Als nächstes sehen wir meine Fersenhöhe. Diese ist soweit richtig klasse. Es ist allerdings keine Streckung meiner Hüfte zu sehen. Das Heißt soviel: Ich bin stocksteif! Die Bewegung der Hüfte ist wichtig für die Ökonomie meines Laufstils. Das wird sich ändern.

Als nächstes sehen wir meine Schrittlänge. Hier fällt wieder auf, dass ich nicht viel mit meiner Hüfte arbeite, alles mit dem Oberkörper. Das ist reine Kraftverschwendung. Beim Schritt sieht man, dass ich mein Knie kaum hochhebe.

Hier sehen wir meine Trainerin Sybille Nies und mich im Vergleich. Hier zeigt meine Trainerin deutlich, wie eine trainierte Person mit dem Oberkörper gerade und aus der Hüfte heraus die Schritte macht. Die Oberarme unterstützen damit der Schwerpunkt in der Hüfte bleibt. Ich im Vergleich bewege den Oberkörper und bleibe in der Hüfte unbeweglich. Damit verschwende ich Energie in eine Rotation, die komplett unnötig ist. Versuche jedoch unbewusst die fehlenden Muskulatur in der Hüfte mit der Rotation im Oberkörper auszugleichen. Ich scheine auch noch nicht zu wissen wohin mit meinen Armen. Ziel des Training ist es den Oberkörper fest zu halten, zu stabilisieren und die Beweglichkeit in der Hüfte zu steigern. Interessant finde ich, dass beides durch einen gezielten Aufbau der Muskulatur zu erreichen ist.

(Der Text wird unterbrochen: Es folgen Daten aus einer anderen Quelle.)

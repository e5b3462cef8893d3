//! Shared domain for the LLM bridge.
//!
//! This crate contains every type that both processes of the bridge agree on:
//! request identifiers, chat payloads, the six wire messages, the closed error
//! taxonomy with its codec, and the [`InferenceClient`] port that the worker
//! drives. Infrastructure crates implement the port; they never add wire types.
//!
//! ## Architectural Layer
//!
//! **Domain + port definitions.** This crate has no I/O dependencies.
//!
//! ## Module Layout
//!
//! | Module | Contents |
//! |--------|----------|
//! | [`identifiers`] | Newtype identifiers (`RequestId`, `WorkerSessionId`) |
//! | [`types`] | Payloads, fragments, lifecycle states and outcomes |
//! | [`messages`] | `ControlMessage` / `EventMessage` wire enums |
//! | [`errors`] | Error taxonomy, `ErrorEnvelope`, `InferenceError`, `RemoteFailure` |
//! | [`codec`] | Error chain ⇄ envelope conversion |
//! | [`client`] | The `InferenceClient` port |

pub mod client;
pub mod codec;
pub mod errors;
pub mod identifiers;
pub mod messages;
pub mod types;

// Re-export everything at the crate root for ergonomic usage by downstream crates.
pub use client::{FragmentStream, InferenceClient, InferenceOutput};
pub use errors::{BoxError, CauseEntry, ErrorEnvelope, ErrorKind, InferenceError, RemoteFailure};
pub use identifiers::{RequestId, WorkerSessionId};
pub use messages::{ControlMessage, EventMessage};
pub use types::{
    AggregateResponse, ChatMessage, ChatOptions, ChatPayload, Fragment, RequestState, Role,
    TerminalOutcome, Timestamp, UsageStats,
};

Meine Trainerin will mich bis zu dem Marathon dahin bringen, wo sie jetzt ist. Ergänzend zu einigen Koordinationstrainings und Muskelaufbaueinheiten wird es unter anderem an mir liegen Bewegungsabläufe genau zu beobachten, meine stetig zu überprüfen und zu verinnerlichen. Sybille Nies wird mich bei diesen Schritten eng begleiten und regelmäßig kontrollieren. Den Aufbau der Kondition werde ich allerdings alleine machen dürfen.